For Koehler, a retired special education teacher from Park Ridge, N.J., leukemia originated with mutant B cells, but rituximab made her very sick and seemed only partially effective, so she stopped taking it. In addition, tests indicated her cancer would resist standard chemotherapy. Because her malignancy was rapidly getting worse, her doctors suggested a then experimental immune treatment custom-designed to fight her form of leukemia. She agreed. The goal was to destroy all of Koehler’s B cells, as rituximab would, but with two key differences. A different protein on the B cells, CD19, was the mark. And rather than using a drug to paint a target on that protein, attracting killer T cells already in Koehler’s body, doctors took a more direct approach. They removed some of her T cells and genetically engineered them to attack CD19 without any prompting.

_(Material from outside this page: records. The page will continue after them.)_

//! Inspect command - Scan graph statistics and partition plan

use std::path::PathBuf;

use anyhow::{Context, Result};
use bdiosplit_core::{CollectionSummary, Splitter};
use clap::Args;
use serde::Serialize;

use super::{load_config, split_options};
use crate::progress::{counted, finish_spinner, partition_bar, spinner};
use crate::GlobalOptions;

/// Arguments for the inspect command
#[derive(Args, Debug)]
pub struct InspectArgs {
    /// Directory holding the uncompressed BDIO shards
    #[arg(long = "input-dir", visible_alias = "in")]
    input_dir: PathBuf,

    /// Also compute the partitions a split would produce
    #[arg(long)]
    plan: bool,

    /// Output as JSON
    #[arg(long)]
    json: bool,
}

/// One planned partition.
#[derive(Debug, Serialize)]
struct PlannedPartition {
    label: String,
    window_records: usize,
    backfilled: usize,
    records: usize,
    pages: usize,
}

#[derive(Debug, Serialize)]
struct InspectOutput {
    input_dir: PathBuf,
    shard_count: usize,
    #[serde(flatten)]
    summary: CollectionSummary,
    #[serde(skip_serializing_if = "Option::is_none")]
    plan: Option<Vec<PlannedPartition>>,
}

/// Execute the inspect command
pub fn execute(args: InspectArgs, global: GlobalOptions) -> Result<()> {
    let config = load_config(&global, None)?;

    if !args.input_dir.is_dir() {
        anyhow::bail!("Input directory not found: {}", args.input_dir.display());
    }

    let splitter = Splitter::new(split_options(&config)).context("Invalid split options")?;
    let quiet = global.quiet || args.json;

    let pb = spinner("Loading scan graph...", quiet);
    let loaded = splitter
        .loader()
        .load(&args.input_dir)
        .with_context(|| format!("Failed to load {}", args.input_dir.display()))?;
    let summary =
        CollectionSummary::compute(&loaded.collection).context("Failed to summarize graph")?;
    finish_spinner(
        pb,
        &format!(
            "Loaded {} from {}",
            counted(loaded.collection.len(), "record"),
            counted(loaded.shard_count, "shard")
        ),
    );

    let plan = if args.plan {
        let plan = splitter
            .plan(&loaded.collection)
            .context("Failed to plan partitions")?;
        let page_limit = config.limits.max_page_nodes;

        let pb = partition_bar(plan.len(), "Closing partitions", quiet);
        let mut planned = Vec::with_capacity(plan.len());
        for partition in plan.iter() {
            let partition = partition.context("Failed to close partition")?;
            planned.push(PlannedPartition {
                pages: partition.len().div_ceil(page_limit),
                window_records: partition.window_len,
                backfilled: partition.backfilled(),
                records: partition.len(),
                label: partition.label,
            });
            if let Some(pb) = &pb {
                pb.inc(1);
            }
        }
        finish_spinner(pb, &format!("Planned {}", counted(planned.len(), "partition")));
        Some(planned)
    } else {
        None
    };

    let output = InspectOutput {
        input_dir: args.input_dir,
        shard_count: loaded.shard_count,
        summary,
        plan,
    };

    if args.json {
        println!("{}", serde_json::to_string_pretty(&output)?);
        return Ok(());
    }

    println!("Scan Graph: {}", output.input_dir.display());
    println!("  Shards:              {}", output.shard_count);
    println!("  Rooted records:      {}", output.summary.rooted_records);
    println!("  Unrooted records:    {}", output.summary.unrooted_records);
    println!("  Root-level records:  {}", output.summary.root_level_records);
    println!("  Payload bytes:       {}", output.summary.total_payload_bytes);
    println!("  Max depth:           {}", output.summary.max_depth);
    if output.summary.dangling_references > 0 {
        println!(
            "  Dangling references: {} (split will fail)",
            output.summary.dangling_references
        );
    }

    if let Some(plan) = &output.plan {
        println!();
        println!("Partition Plan ({} strategy):", config.partition.strategy);
        for p in plan {
            println!(
                "  {:<24} {:>8} window {:>8} backfilled {:>4} pages",
                p.label, p.window_records, p.backfilled, p.pages
            );
        }
    }

    Ok(())
}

Investigators call these turbocharged cells chimeric antigen receptor T cells, or CAR Ts. They display some of the characteristics of both T cells and B cells in much the same way that ancient mythological creatures called chimeras were supposed to be made up of different animals. The U.S. Food and Drug Administration has approved a handful of CAR Ts so far, directed at CD19 or other cell surface markers. Previously CAR Ts had been used mostly as last-ditch therapies after others failed, but now they are being pushed earlier in the disease course, when patients—and their immune systems—are likely to be healthier and more responsive. Riddell says he is optimistic that improvements will come from treating patients earlier and perhaps from using combinations of CAR Ts designed to target both CD19 and CD20, as well as other antigens. He notes that among three recent trials in people with relapsed lymphoma, patients fared better if they received CAR Ts than the current standard-of-care bone marrow transplant.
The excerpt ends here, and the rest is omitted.